Stored data entries:
---*---

/*!

The fixed header at the front of every node buffer.

| Field            | Type  | Offset |
|:-----------------|:------|:-------|
| `index`          | `u32` | 0      |
| `allocated_size` | `u32` | 4      |
| `used_size`      | `u32` | 8      |
| `channel_count`  | `u16` | 12     |

Fields are stored in native byte order. Nothing after offset 14 is written.

*/

use std::fmt::{Display, Formatter};

pub const INDEX_OFFSET         : usize = 0;
pub const ALLOCATED_SIZE_OFFSET: usize = 4;
pub const USED_SIZE_OFFSET     : usize = 8;
pub const CHANNEL_COUNT_OFFSET : usize = 12;
/// Bytes occupied by an encoded header.
pub const NODE_HEADER_LEN      : usize = 14;

#[derive(Copy, Clone, Debug, Default, Eq, PartialEq, Hash)]
pub struct NodeHeader {
  pub index         : u32,
  pub allocated_size: u32,
  pub used_size     : u32,
  pub channel_count : u16,
}

impl NodeHeader {
  /// Writes the header into the first `NODE_HEADER_LEN` bytes of `out`.
  pub fn encode(&self, out: &mut [u8; NODE_HEADER_LEN]) {
    out[INDEX_OFFSET..INDEX_OFFSET + 4].copy_from_slice(&self.index.to_ne_bytes());
    out[ALLOCATED_SIZE_OFFSET..ALLOCATED_SIZE_OFFSET + 4].copy_from_slice(&self.allocated_size.to_ne_bytes());
    out[USED_SIZE_OFFSET..USED_SIZE_OFFSET + 4].copy_from_slice(&self.used_size.to_ne_bytes());
    out[CHANNEL_COUNT_OFFSET..CHANNEL_COUNT_OFFSET + 2].copy_from_slice(&self.channel_count.to_ne_bytes());
  }

  pub fn decode(bytes: &[u8; NODE_HEADER_LEN]) -> Self {
    NodeHeader {
      index         : read_u32(bytes, INDEX_OFFSET),
      allocated_size: read_u32(bytes, ALLOCATED_SIZE_OFFSET),
      used_size     : read_u32(bytes, USED_SIZE_OFFSET),
      channel_count : u16::from_ne_bytes([bytes[CHANNEL_COUNT_OFFSET], bytes[CHANNEL_COUNT_OFFSET + 1]]),
    }
  }

  /// Only the `index` field, which is all a lookup needs.
  #[inline(always)]
  pub fn decode_index(bytes: &[u8; 4]) -> u32 {
    u32::from_ne_bytes(*bytes)
  }
}

#[inline(always)]
fn read_u32(bytes: &[u8; NODE_HEADER_LEN], offset: usize) -> u32 {
  u32::from_ne_bytes([bytes[offset], bytes[offset + 1], bytes[offset + 2], bytes[offset + 3]])
}

impl Display for NodeHeader {
  fn fmt(&self, f: &mut Formatter<'_>) -> std::fmt::Result {
    write!(
      f,
      "node<{}; {}/{} bytes, {} channels>",
      self.index,
      self.used_size,
      self.allocated_size,
      self.channel_count
    )
  }
}
/*!
The allocator for node buffers.

Every node buffer is a raw block whose size is the requested size rounded up to the next power of two. The allocator
itself keeps no state: it rounds, asks a `MemoryProvider` for exactly that many bytes, and hands the uninitialized block
to the caller, who owns it from then on. A block goes back to the same provider through `release`, which consumes the
`NodeBuffer` so it cannot be returned twice.

*/

mod memory;
pub(crate) mod node_vector;

use std::{
  alloc::Layout,
  ptr::NonNull
};

pub use memory::{MemoryProvider, SystemMemory, TrackingMemory};

/// Alignment of node buffers, enough for the `u32` header fields.
pub(crate) const NODE_ALIGN: usize = 4;

/// Rounds `n` up to a power of two by smearing the highest set bit of `n - 1` into every lower bit.
///
/// Powers of two map to themselves. The result wraps to 0 for `n == 0` and for `n > 2^31`, neither of which has a
/// 32-bit answer.
#[inline(always)]
pub const fn next_power_of_two(n: u32) -> u32 {
  let mut n = n.wrapping_sub(1);
  n |= n >> 1;
  n |= n >> 2;
  n |= n >> 4;
  n |= n >> 8;
  n |= n >> 16;
  n.wrapping_add(1)
}

/// An uninitialized, exclusively owned block from the node allocator. Its capacity is always a power of two.
#[must_use = "a NodeBuffer leaks unless it is released to the provider it came from"]
#[derive(Debug)]
pub struct NodeBuffer {
  ptr     : NonNull<u8>,
  capacity: u32,
  layout  : Layout,
}

// The block is exclusively owned, so it may move between threads with its owner.
unsafe impl Send for NodeBuffer {}

impl NodeBuffer {
  #[inline(always)]
  pub fn capacity(&self) -> u32 {
    self.capacity
  }

  #[inline(always)]
  pub(crate) fn as_ptr(&self) -> *mut u8 {
    self.ptr.as_ptr()
  }
}

/// Allocates a buffer of `next_power_of_two(requested_size)` bytes.
///
/// Returns `None` for a zero request, for a request with no 32-bit power of two above it, and when the provider cannot
/// supply the block.
pub fn allocate<M: MemoryProvider + ?Sized>(memory: &mut M, requested_size: u32) -> Option<NodeBuffer> {
  if requested_size == 0 {
    return None;
  }

  let capacity = next_power_of_two(requested_size);
  if capacity == 0 {
    return None;
  }

  let layout = Layout::from_size_align(capacity as usize, NODE_ALIGN).ok()?;
  let ptr    = memory.allocate(layout)?;
  Some(NodeBuffer { ptr, capacity, layout })
}

/// Returns `buffer` to `memory`.
///
/// # Safety
/// `memory` must be the provider `buffer` was allocated from. Releasing through any other provider is rejected at
/// compile time unless the caller takes this on:
///
/// ```compile_fail
/// use nodegraph::node_graph::{allocate, release, SystemMemory, TrackingMemory};
///
/// let mut tracking = TrackingMemory::new();
/// let buffer = allocate(&mut tracking, 16).unwrap();
/// release(&mut SystemMemory, buffer);
/// ```
pub unsafe fn release<M: MemoryProvider + ?Sized>(memory: &mut M, buffer: NodeBuffer) {
  memory.release(buffer.ptr, buffer.layout);
}
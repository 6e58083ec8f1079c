/*!

Nodes are raw, power-of-two sized byte blocks with a packed header at the front. The registry owns all of them, grows
the vector that holds them by doubling, and finds them by a linear scan over their stamped indices.

| Piece          | Role                                                              |
|:---------------|:------------------------------------------------------------------|
| `allocator`    | Rounds requests to a power of two and gets blocks from a provider |
| `header`       | Byte layout of the header and its encoder                         |
| `node`         | A stamped buffer                                                  |
| `node_vector`  | Provider-backed vector of nodes with all-or-nothing reallocation  |
| `registry`     | Creation, lookup and teardown                                     |
| `shared`       | One registry behind a mutex for multi-threaded callers            |

*/

pub mod allocator;
pub mod header;
pub mod node;
pub mod registry;
pub mod shared;

pub use allocator::{
  allocate,
  next_power_of_two,
  release,
  MemoryProvider,
  NodeBuffer,
  SystemMemory,
  TrackingMemory
};
pub use header::{NodeHeader, NODE_HEADER_LEN};
pub use node::{Node, NodeRef};
pub use registry::{NodeRegistry, RegistryState};
pub use shared::{acquire_registry, RegistryGuard};
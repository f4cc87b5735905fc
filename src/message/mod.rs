//! Message schema - routing keys, typed inbound bodies, outbound envelopes.
//!
//! Inbound messages arrive as two parts (key, JSON object). The dispatcher
//! decodes them into [`InboundMessage`] and then into one of the per-key
//! body structs. Outbound messages are [`OutboundMessage`] envelopes that
//! always carry a `key` field.

mod inbound;
mod outbound;

pub use inbound::{ButtonClick, FsmUpdate, HistoryBash, IdeWrite, InboundMessage};
pub use outbound::{OutboundMessage, ORIGINATOR};

/// Routing keys used on the bus.
pub mod keys {
    /// Workflow step changed.
    pub const FSM_UPDATE: &str = "fsm.update";
    /// A message button was clicked.
    pub const BUTTON_CLICK: &str = "message.button.click";
    /// The user pressed deploy.
    pub const DEPLOY_START: &str = "deploy.start";
    /// A file was saved in the IDE.
    pub const IDE_WRITE: &str = "ide.write";
    /// A command was run in the terminal.
    pub const HISTORY_BASH: &str = "history.bash";

    /// Reply to `deploy.start`.
    pub const DEPLOY_FINISH: &str = "deploy.finish";
    /// Queue of bot messages.
    pub const MESSAGE_QUEUE: &str = "message.queue";
    /// Single bot message.
    pub const MESSAGE_SEND: &str = "message.send";
    /// Dashboard layout and webservice/terminal settings.
    pub const FRONTEND_DASHBOARD: &str = "frontend.dashboard";
    /// Reload the webservice iframe.
    pub const FRONTEND_RELOAD_IFRAME: &str = "frontend.reloadIframe";
    /// IDE settings.
    pub const FRONTEND_IDE: &str = "frontend.ide";
    /// Write to the terminal.
    pub const TERMINAL_WRITE: &str = "terminal.write";
    /// Write to the console.
    pub const CONSOLE_WRITE: &str = "console.write";
    /// Open a file in the IDE.
    pub const IDE_READ: &str = "ide.read";

    /// Keys the dispatcher routes to a handler.
    pub const ROUTED: [&str; 5] = [FSM_UPDATE, BUTTON_CLICK, DEPLOY_START, IDE_WRITE, HISTORY_BASH];

    /// Check whether a key is routed to a handler.
    pub fn is_routed(key: &str) -> bool {
        ROUTED.contains(&key)
    }
}
//! Multipart message as it travels on the bus.
//!
//! Uses `bytes::Bytes` so parts can be shared without copying.
//!
//! # Example
//!
//! ```
//! use tfw_sdk::protocol::{encode_message, FrameBuffer, RawMessage};
//!
//! let message = RawMessage::from_parts(["fsm.update", r#"{"current_state": 1}"#]);
//! let wire = encode_message(&message);
//!
//! let mut buffer = FrameBuffer::new();
//! let decoded = buffer.push(&wire).unwrap();
//! assert_eq!(decoded, vec![message]);
//! ```

use bytes::{BufMut, Bytes, BytesMut};

use super::wire_format::{PartHeader, PART_HEADER_SIZE};

/// An undecoded message: an ordered list of parts.
#[derive(Debug, Clone, PartialEq, Eq, Default)]
pub struct RawMessage {
    parts: Vec<Bytes>,
}

impl RawMessage {
    /// Create a message from already-owned parts.
    pub fn new(parts: Vec<Bytes>) -> Self {
        Self { parts }
    }

    /// Create a message by copying each part.
    pub fn from_parts<I, P>(parts: I) -> Self
    where
        I: IntoIterator<Item = P>,
        P: AsRef<[u8]>,
    {
        Self {
            parts: parts
                .into_iter()
                .map(|p| Bytes::copy_from_slice(p.as_ref()))
                .collect(),
        }
    }

    /// Get the parts.
    #[inline]
    pub fn parts(&self) -> &[Bytes] {
        &self.parts
    }

    /// Number of parts.
    #[inline]
    pub fn len(&self) -> usize {
        self.parts.len()
    }

    /// Check if the message has no parts.
    #[inline]
    pub fn is_empty(&self) -> bool {
        self.parts.is_empty()
    }

    /// Consume into the parts.
    pub fn into_parts(self) -> Vec<Bytes> {
        self.parts
    }

    /// Total encoded size on the wire.
    pub fn encoded_len(&self) -> usize {
        self.parts.iter().map(|p| PART_HEADER_SIZE + p.len()).sum()
    }
}

/// Encode a message into its wire representation.
///
/// An empty message is encoded as a single empty part.
pub fn encode_message(message: &RawMessage) -> Bytes {
    if message.is_empty() {
        return Bytes::copy_from_slice(&PartHeader::new(false, 0).encode());
    }

    let mut buf = BytesMut::with_capacity(message.encoded_len());
    let last = message.len() - 1;

    for (i, part) in message.parts().iter().enumerate() {
        let header = PartHeader::new(i < last, part.len() as u32);
        buf.put_slice(&header.encode());
        buf.put_slice(part);
    }

    buf.freeze()
}

#[cfg(test)]
mod tests {
    use super::*;
    use crate::protocol::flags;

    #[test]
    fn test_encode_sets_more_on_all_but_last() {
        let message = RawMessage::from_parts(["ab", "c"]);
        let wire = encode_message(&message);

        assert_eq!(wire.len(), message.encoded_len());
        assert_eq!(wire[0], flags::MORE);
        assert_eq!(&wire[1..5], &2u32.to_be_bytes());
        assert_eq!(&wire[5..7], b"ab");
        assert_eq!(wire[7], 0);
        assert_eq!(&wire[12..], b"c");
    }

    #[test]
    fn test_encode_empty_message() {
        let wire = encode_message(&RawMessage::default());
        assert_eq!(&wire[..], &[0, 0, 0, 0, 0]);
    }

    #[test]
    fn test_accessors() {
        let message = RawMessage::from_parts(["key", "{}"]);
        assert_eq!(message.len(), 2);
        assert!(!message.is_empty());
        assert_eq!(&message.parts()[0][..], b"key");
        assert_eq!(message.into_parts().len(), 2);
    }
}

---*---

:: TASK STATEMENT ::
Tally the lines of the records that hold the word "allocator" and output only the total.

:: SOLVED PROBLEM ::
6